[Collected data entries]
◆ ◆ ◆ ◆
use poster_bedrock::prompt::{SYSTEM_PROMPT, render_user_prompt};

#[test]
fn prompt_embeds_notes_and_poster_size() {
    let prompt = render_user_prompt("  radish growth under LED light  ").unwrap();
    assert!(prompt.contains("\"\"\"\nradish growth under LED light\n\"\"\""));
    assert!(prompt.contains("48x36 inch poster"));
}

#[test]
fn prompt_lists_required_and_optional_fields() {
    let prompt = render_user_prompt("notes").unwrap();
    assert!(prompt.contains("- \"title\" (required)"));
    assert!(prompt.contains("- \"conclusions\" (required)"));
    assert!(prompt.contains("- \"references\" (optional)"));
    assert!(prompt.contains("\"resultsVisual\""));
    assert!(prompt.contains("\"methodsVisual\""));
}

#[test]
fn notes_are_not_html_escaped() {
    let prompt = render_user_prompt("pH < 7 & \"acidic\"").unwrap();
    assert!(prompt.contains("pH < 7 & \"acidic\""));
}

#[test]
fn system_prompt_asks_for_json() {
    assert!(SYSTEM_PROMPT.contains("JSON"));
}
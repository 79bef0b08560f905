//! poster-studio library root.
//!
//! The editing session behind the headless binary: configuration, AWS
//! credentials, the document store and generation/export orchestration.
//! Exposed as a library so integration tests can drive it directly.

pub mod aws;
pub mod config;
pub mod error;
pub mod preview;
pub mod session;
pub mod store;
◆ ◆ ◆ ◆
» **ABOUT THIS TASK**:
Please output all the lines above exactly as given.

» **ANSWER BOX**:
use poster_bedrock::prompt::{SYSTEM_PROMPT, render_user_prompt};

#[test]
fn prompt_embeds_notes_and_poster_size() {
    let prompt = render_user_prompt("  radish growth under LED light  ").unwrap();
    assert!(prompt.contains("\"\"\"\nradish growth under LED light\n\"\"\""));
    assert!(prompt.contains("48x36 inch poster"));
}

#[test]
fn prompt_lists_required_and_optional_fields() {
    let prompt = render_user_prompt("notes").unwrap();
    assert!(prompt.contains("- \"title\" (required)"));
    assert!(prompt.contains("- \"conclusions\" (required)"));
    assert!(prompt.contains("- \"references\" (optional)"));
    assert!(prompt.contains("\"resultsVisual\""));
    assert!(prompt.contains("\"methodsVisual\""));
}

#[test]
fn notes_are_not_html_escaped() {
    let prompt = render_user_prompt("pH < 7 & \"acidic\"").unwrap();
    assert!(prompt.contains("pH < 7 & \"acidic\""));
}

#[test]
fn system_prompt_asks_for_json() {
    assert!(SYSTEM_PROMPT.contains("JSON"));
}
repository 79bef0b08560f905
//! poster-studio library root.
//!
//! The editing session behind the headless binary: configuration, AWS
//! credentials, the document store and generation/export orchestration.
//! Exposed as a library so integration tests can drive it directly.

pub mod aws;
pub mod config;
pub mod error;
pub mod preview;
pub mod session;
pub mod store;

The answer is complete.